En diversas declaraciones periodísticas, el ministro de Trabajo, Claudio Moroni, ha ido en contra de esta idea. “Viniendo de varios años de pérdida de empleo, no estoy de acuerdo con que el proyecto de un Gobierno sea generar un mecanismo de asistencia y no uno de inclusión a través del trabajo. Eso puede ser correcto para un país con bajas posibilidades de desarrollo de empleo, que no es el caso de Argentina. Nosotros tenemos déficit de vivienda, tierras incultivadas y otro montón de motores de impulsión de trabajo. No me parece plantear que la única solución sea un esquema de asistencia universal”, sentenció.

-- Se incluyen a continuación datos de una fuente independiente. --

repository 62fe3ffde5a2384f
use std::path::Path;

use crate::{BitDepth, CodecOptions, OperationResult};

pub fn capacity(media: &Path, depth: u8, options: CodecOptions) -> OperationResult {
    let options = match BitDepth::new(depth) {
        Ok(depth) => options.with_depth(depth),
        Err(e) => return e.into(),
    };

    match crate::api::capacity::of(media, &options) {
        Ok(capacity) => OperationResult::success(
            format!(
                "{} can hide up to {} bytes at bit depth {}",
                media.display(),
                capacity.max_payload_bytes(),
                capacity.depth
            ),
            None,
        ),
        Err(e) => e.into(),
    }
}
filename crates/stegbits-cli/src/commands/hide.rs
use std::path::PathBuf;

use clap::Args;
use stegbits_core::{CodecOptions, OperationResult, StegError};

/// Hides a message or a file in an image, GIF, WAV audio or video file
#[derive(Args, Debug)]
pub struct HideArgs {
    /// Cover media such as PNG image, GIF, WAV audio or MP4 video, used readonly
    #[arg(short = 'i', long = "in", value_name = "media file", required = true)]
    pub media: PathBuf,

    /// Existing folder the stego file is written to
    #[arg(
        short = 'o',
        long = "out",
        value_name = "output folder",
        required = true
    )]
    pub output_folder: PathBuf,

    /// File whose content will be hidden
    #[arg(
        short = 'd',
        long = "data",
        value_name = "data file",
        required_unless_present = "message",
        conflicts_with = "message"
    )]
    pub data_file: Option<PathBuf>,

    /// A text message that will be hidden
    #[arg(short, long, value_name = "text message")]
    pub message: Option<String>,
}

impl HideArgs {
    pub fn run(self, depth: u8, options: CodecOptions) -> OperationResult {
        let payload = match (self.message, self.data_file) {
            (Some(message), _) => message.into_bytes(),
            (None, Some(file)) => match std::fs::read(&file) {
                Ok(bytes) => bytes,
                Err(source) => return StegError::ReadError { path: file, source }.into(),
            },
            (None, None) => return StegError::MissingPayload.into(),
        };

        stegbits_core::commands::hide(&self.media, &payload, depth, &self.output_folder, options)
    }
}
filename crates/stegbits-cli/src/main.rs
use std::process::ExitCode;

use clap::Parser;
use stegbits_core::OperationResult;

use crate::cli::{CliArgs, Commands};

mod cli;
mod commands;

fn main() -> ExitCode {
    env_logger::init();

    let args = CliArgs::parse();
    let options = args.codec_options();
    let result = match args.command {
        Commands::Hide(cmd) => cmd.run(args.depth, options),
        Commands::Unveil(cmd) => cmd.run(args.depth, options),
        Commands::Capacity(cmd) => cmd.run(args.depth, options),
    };

    report(result)
}

fn report(result: OperationResult) -> ExitCode {
    if result.status {
        println!("{}", result.message);
        ExitCode::SUCCESS
    } else {
        eprintln!("Error: {}", result.message);
        ExitCode::FAILURE
    }
}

En contraposición, para Ana Natalucci, directora del Programa de Estudios e Investigaciones de Economía Popular y Tecnologías de Impacto Social de CITRA (Conicet-UMET), hay que cambiar el foco de la discusión porque la disyuntiva planes-trabajo es “falsa”. “Con los indicadores de pobreza que hay hoy –sostiene– queda claro que una cosa es generar trabajo y otra es atender necesidades concretas que son inmediatas”. Consultada por este medio sobre las consecuencias que podría traer una política de este tipo en el mundo del trabajo, la investigadora consideró que no las habría, ya que “lo único que puede tener impacto es una política eficiente para mejorar la calidad del trabajo, y esa es otra discusión”.

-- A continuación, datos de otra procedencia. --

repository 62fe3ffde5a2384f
pub mod capacity;
pub mod hide;
pub mod unveil;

Si bien aún no hay un borrador oficial del proyecto de RBU, los movimientos sociales –que sí lo llaman “salario” – se preocupan por distinguir cuidadosamente entre categorías sensibles. La experiencia en torno a la reciente implementación del Registro Nacional de Trabajadores y Trabajadoras de la Economía Popular les enseñó la importancia de llamar por su nombre a quienes se ganan la vida a través de una pluralidad de actividades bajo el paraguas de la informalidad y que han sabido construir con legitimidad su representación gremial.

Perspectivas

Si bien a nivel mundial hubo piloto en Alemania, Estados Unidos, Uganda, Kenia, España y Países Bajos, ninguna experiencia sería comparable en magnitud a una medida como la que se discute implementar en Argentina en forma permanente. Sin perjuicio de que esta iniciativa finalmente progrese, ya sea en forma parcial para un universo específico o con una cobertura mayor y absorbiendo otros programas, lo cierto es que el debate ya está instalado: organismos como la CEPAL piden abiertamente avanzar hacia un ingreso básico para ayudar a la población más vulnerable a superar los efectos de la pandemia.

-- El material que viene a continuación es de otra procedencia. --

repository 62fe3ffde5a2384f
//! Framing of the hidden payload.
//!
//! Every medium carries the same layout:
//!
//! ```text
//! | 'S' 'B' | length: u32 big endian | payload bytes ... |
//! ```
//!
//! The explicit length replaces any in-band sentinel, so payload bytes can
//! take any value.

use std::io::{ErrorKind, Read, Write};

use byteorder::{BigEndian, ReadBytesExt, WriteBytesExt};

use crate::error::StegError;

pub const MAGIC: [u8; 2] = *b"SB";

/// magic plus length field
pub const HEADER_LEN: usize = MAGIC.len() + 4;

/// prepends the header to `payload`
pub fn frame(payload: &[u8]) -> Result<Vec<u8>, StegError> {
    let len = u32::try_from(payload.len()).map_err(|_| StegError::CapacityExceeded {
        needed: payload.len(),
        available: u32::MAX as usize,
    })?;
    let mut framed = Vec::with_capacity(HEADER_LEN + payload.len());
    framed.write_all(&MAGIC)?;
    framed.write_u32::<BigEndian>(len)?;
    framed.write_all(payload)?;

    Ok(framed)
}

/// Reads one framed payload, `NoSecretData` if there is no valid header.
///
/// A medium that ends before the announced length yields the bytes read so
/// far.
pub fn read_framed<R: Read>(reader: &mut R) -> Result<Vec<u8>, StegError> {
    let (len, payload) = read_frame(reader)?;
    if (payload.len() as u64) < len {
        log::warn!(
            "header announces {len} bytes but the medium ended after {}, returning those",
            payload.len()
        );
    }

    Ok(payload)
}

/// Like [`read_framed`], but a payload cut short is `NoSecretData` as well.
pub fn read_complete_frame<R: Read>(reader: &mut R) -> Result<Vec<u8>, StegError> {
    let (len, payload) = read_frame(reader)?;
    if (payload.len() as u64) < len {
        log::debug!(
            "header announces {len} bytes but the medium ended after {}",
            payload.len()
        );
        return Err(StegError::NoSecretData);
    }

    Ok(payload)
}

/// announced length and the payload bytes actually present
fn read_frame<R: Read>(reader: &mut R) -> Result<(u64, Vec<u8>), StegError> {
    let mut magic = [0; MAGIC.len()];
    reader.read_exact(&mut magic).map_err(eof_as_missing)?;
    if magic != MAGIC {
        log::debug!("magic mismatch, found {magic:02x?}");
        return Err(StegError::NoSecretData);
    }
    let len = reader.read_u32::<BigEndian>().map_err(eof_as_missing)? as u64;

    let mut payload = Vec::new();
    reader.take(len).read_to_end(&mut payload)?;

    Ok((len, payload))
}

fn eof_as_missing(e: std::io::Error) -> StegError {
    if e.kind() == ErrorKind::UnexpectedEof {
        StegError::NoSecretData
    } else {
        StegError::IoError(e)
    }
}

Ottaviano, en tanto, plantea una alternativa para encarar el problema de fondo: “El reconocimiento del derecho a la negociación colectiva de pequeños productores y trabajadores por cuenta propia, que no pueden seguir disputando renta con el Estado cuando están asimétricamente condicionados por grandes contratistas o distribuidores con los que hasta ahora no se les permite negociar condiciones de trabajo, precio o distribución de utilidades en las cadenas de valor”.

Queda claro, y más aún tras la derrota del oficialismo en las PASO, que no se puede esperar a que la economía se recupere hasta que todos y todas puedan conseguir un trabajo para tomar medidas. Como afirma Natalucci, “lo que haría la RBU es morigerar una situación de indigencia. No vas a sacar de la situación de pobreza estructural a quienes la reciban, pero por lo menos les garantizás un piso mínimo de condiciones alimentarias, nutricionales y habitacionales”, agrega. También es evidente que la Renta Básica Universal no soluciona la desigualdad de fondo ni los problemas de empleo. Una tasa de desempleo de alrededor del 10% y un tercio de trabajadoras y trabajadores en relación de dependencia no registrados no se solucionan en el corto plazo.

La implementación de esta política no es condición necesaria para avanzar en otras fundamentales de la pospandemia, tales como la ampliación y fortalecimiento de programas vigentes, un mayor impulso a la registración y mejora salarial de las actividades feminizadas, la mejora en la conectividad y la bancarización de los sectores populares y la incorporación de quienes hoy son beneficiarios de los mismos al mundo del trabajo formal, además de su capacidad de negociación. Medidas, todas, que devuelvan al trabajo al centro de la escena.

* Respectivamente: Abogado laboralista y docente / Periodista.